The function of the CLASSICS Act is fairly simple, and for good reason—because the current copyright status of these pre-1972 sound recordings, protected under myriad state laws, is complicated.  For instance in one state, the owner of a physical master recording may be considered the rights holder of the underlying work but not so in another state.  The list of potential variables is long, but suffice to say CLASSICS doesn’t address any of this common law complexity because, as noted in an earlier post, it would be an undertaking lasting many years, possibly achieving nothing.  By contrast, ratification of CLASSICS, as part of the MMA, means these legacy artists get paid immediately, and the relevant digital streaming services achieve legal certainty in a historically gray area that has incubated numerous lawsuits.

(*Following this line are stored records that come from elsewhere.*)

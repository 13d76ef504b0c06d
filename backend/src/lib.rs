//! # Sleep cycle calculator
//!
//! Suggests bedtimes and wake times that line up with whole sleep cycles.
//!
//! Pick a time, say whether it is when you want to wake up or when you are
//! going to bed, and choose an age bracket. The calculator works out the
//! bracket's target sleep duration and cycle length, then offers three
//! times around the ideal number of cycles.
//!
//! ```
//! use sleepcalc::models::{AgeBracketId, ClockTime, Meridiem, Mode};
//! use sleepcalc::services::compute_schedule;
//!
//! let wake = ClockTime::from_12_hour(7, 0, Meridiem::Am).unwrap();
//! let result = compute_schedule(wake, Mode::WakeAt, AgeBracketId::Years18To25.bracket());
//! assert_eq!(result.ideal().time.to_string(), "11:15 PM");
//! ```
//!
//! ## Architecture
//!
//! - [`models`]: clock time, age-bracket table, calculation result types
//! - [`services`]: the schedule computation and its display text
//! - [`routes`]: request resolution and response DTOs
//! - [`http`]: Axum-based HTTP server and request handlers
//! - [`config`]: server configuration from TOML and environment

pub mod config;
pub mod error;
pub mod models;
pub mod routes;
pub mod services;

#[cfg(feature = "http-server")]
pub mod http;

pub use error::{CalcError, CalcResult};
pub use models::*;
pub use services::compute_schedule;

CLASSICS leaves the common law protections for these sound recordings in place, along with the existing copyright expiration date for all of these works of February 15, 2067.  The only thing CLASSICS does is to create a new federal protection exclusively for non-interactive (e.g. SiriusXM or Pandora) digital transmissions where these recordings are played all the time but without compensating the artists.  As Robert Levine, reporting for Billboard, writes, “…a few big companies will pay artists and labels a bit more money. That’s it.”

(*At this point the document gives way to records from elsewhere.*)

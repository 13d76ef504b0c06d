//! Data Transfer Objects for the HTTP API.
//!
//! Request and response bodies are defined next to the logic that builds
//! them in `routes`; they are re-exported here for the handlers.

use serde::{Deserialize, Serialize};

pub use crate::routes::brackets::{SleepChart, SleepChartEntry};
pub use crate::routes::calculate::{CalculateRequest, ScheduleRow, ScheduleView};

/// Health check response.
#[derive(Debug, Clone, Serialize, Deserialize)]
pub struct HealthResponse {
    /// Status of the service
    pub status: String,
    /// Version of the API
    pub version: String,
}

ACCESS is Sham Full Federalization

It is important to keep in mind that the detractors currently attacking CLASSICS cannot point to single constituency whose interests are in any way diminished from the status quo.  Yet,  rather than endorse a simple solution to compensate these relatively contemporary artists through one narrow licensing regime, the anti-copyright forces, including library organizations, have chosen to crash the legislative process with this bill.  ACCESS is a ham-handed version of what these parties really want—full-federalization of pre-72 recordings—but both the timing and substance of the proposal blithely glosses over the complexity of this more ambitious agenda.

For instance, ACCESS presumes to erase all common law copyrights and migrate these sound recordings into their own niche of federal protection with the stroke of a pen.  But as Levine observes in that same Billboard article, this could be interpreted as an unconstitutional “taking,” an obstacle which alone suggests the bill is not designed to pass so much as it is to stymie the MMA until it perhaps expires with the mid-terms.  Additionally, this over-simple proposal to federalize this collection of sound recordings could trigger a festival of litigation among artists and labels over issues pertaining to who owns what, all in reaction to such a radical and ill-conceived change in legal status.

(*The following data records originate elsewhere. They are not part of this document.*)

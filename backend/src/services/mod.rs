//! Service layer for the calculation and its presentation text.
//!
//! `calculator` holds the pure schedule computation; `summary` turns a
//! result into the strings shown alongside it.

pub mod calculator;

pub mod summary;


pub use calculator::{compute_schedule, ideal_cycles, target_minutes, FALL_ASLEEP_LATENCY_MINUTES};
use serde::{Deserialize, Serialize};
use std::fmt;
use std::str::FromStr;

use super::bracket::AgeBracket;
use super::time::ClockTime;
use crate::error::CalcError;

/// Direction of the calculation.
#[derive(Debug, Clone, Copy, PartialEq, Eq, Hash, Serialize, Deserialize)]
#[serde(rename_all = "snake_case")]
pub enum Mode {
    /// "I want to wake up at this time": solve for bedtimes.
    #[serde(alias = "wake")]
    WakeAt,
    /// "I am going to sleep at this time": solve for wake times.
    #[serde(alias = "sleep")]
    SleepAt,
}

impl Mode {
    pub fn as_str(&self) -> &'static str {
        match self {
            Mode::WakeAt => "wake_at",
            Mode::SleepAt => "sleep_at",
        }
    }
}

impl fmt::Display for Mode {
    fn fmt(&self, f: &mut fmt::Formatter<'_>) -> fmt::Result {
        f.write_str(self.as_str())
    }
}

impl FromStr for Mode {
    type Err = CalcError;

    fn from_str(s: &str) -> Result<Self, Self::Err> {
        match s.trim().to_ascii_lowercase().as_str() {
            "wake_at" | "wake" => Ok(Mode::WakeAt),
            "sleep_at" | "sleep" => Ok(Mode::SleepAt),
            _ => Err(CalcError::InvalidMode(s.to_string())),
        }
    }
}

/// One suggested bedtime or wake time.
#[derive(Debug, Clone, Copy, PartialEq, Eq, Serialize, Deserialize)]
pub struct Candidate {
    /// Number of complete sleep cycles.
    pub cycles: u32,
    /// Suggested time on the wall clock.
    pub time: ClockTime,
    /// Time between the base time and `time`, in minutes.
    pub duration_minutes: u32,
}

/// Outcome of one calculation.
#[derive(Debug, Clone, PartialEq, Eq, Serialize)]
pub struct ScheduleResult {
    pub mode: Mode,
    pub base_time: ClockTime,
    /// Always `[ideal, max(1, ideal - 1), ideal + 1]`.
    pub candidates: [Candidate; 3],
    /// Index into `candidates` of the best pick.
    pub ideal_index: usize,
    pub ideal_cycles: u32,
    pub bracket: AgeBracket,
}

impl ScheduleResult {
    /// The highlighted candidate.
    pub fn ideal(&self) -> &Candidate {
        &self.candidates[self.ideal_index]
    }
}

The ACCESS bill proposes different expiration terms than CLASSICS for these works, namely a flat 95 years from publication date, even though the meaning of “publication” under the presiding 1909 Act is a bit of a challenge in itself.  While this proposal would mean more of these works falling into the public domain sooner, this would largely be a symbolic “victory” for the copyright haters providing little value to the general public and varying degrees of unfair treatment to the artists.  (And that’s if the act didn’t cause any other chaos.)

For instance, Don McClean’s “American Pie” would expire one year earlier under ACCESS than under CLASSICS; Smokey Robinson’s “Shop Around” would expire thirteen years earlier; and Artie Shaw’s “Stardust” would expire thirty-one years earlier.  And while all that may make some anti-copyright folks feel good about themselves, it is demonstrably irrelevant to us consumers because we already enjoy anytime-anywhere access to these popular recordings, and copyright term expiration cannot improve on 24/7 availability.  At the same time, it’s worth noting that for many of these recordings which are not commercialized, all the major labels have granted free licenses to the Library of Congress’s National Jukebox to provide free, public access to these works.

Finally, the ACCESS bill contains what can I best describe as a three-year grace period during which a major, corporate user may get away with all the infringement possible of these sound recordings.  The logic is labyrinthine, but it says that a rights holder must notify an alleged infringer no later than six months prior to taking action in a claim; and this limitation lasts for three years after passage of the act.  This provision can only be explained as a favor to the commercial digital broadcasters because, of course, they need Congress to protect them from the musicians.

What About Libraries?

The libraries have applauded the ACCESS bill, though it’s hard to fathom exactly why, other an appetite for futile defeat and antagonism.  While it cannot be denied that full federalization of these sound recordings would benefit libraries and archives, ACCESS will almost surely not achieve this goal.  Consequently, these organizations are either being naïve or callous in their support for Wyden’s tossing a legislative grenade at this late stage of the process.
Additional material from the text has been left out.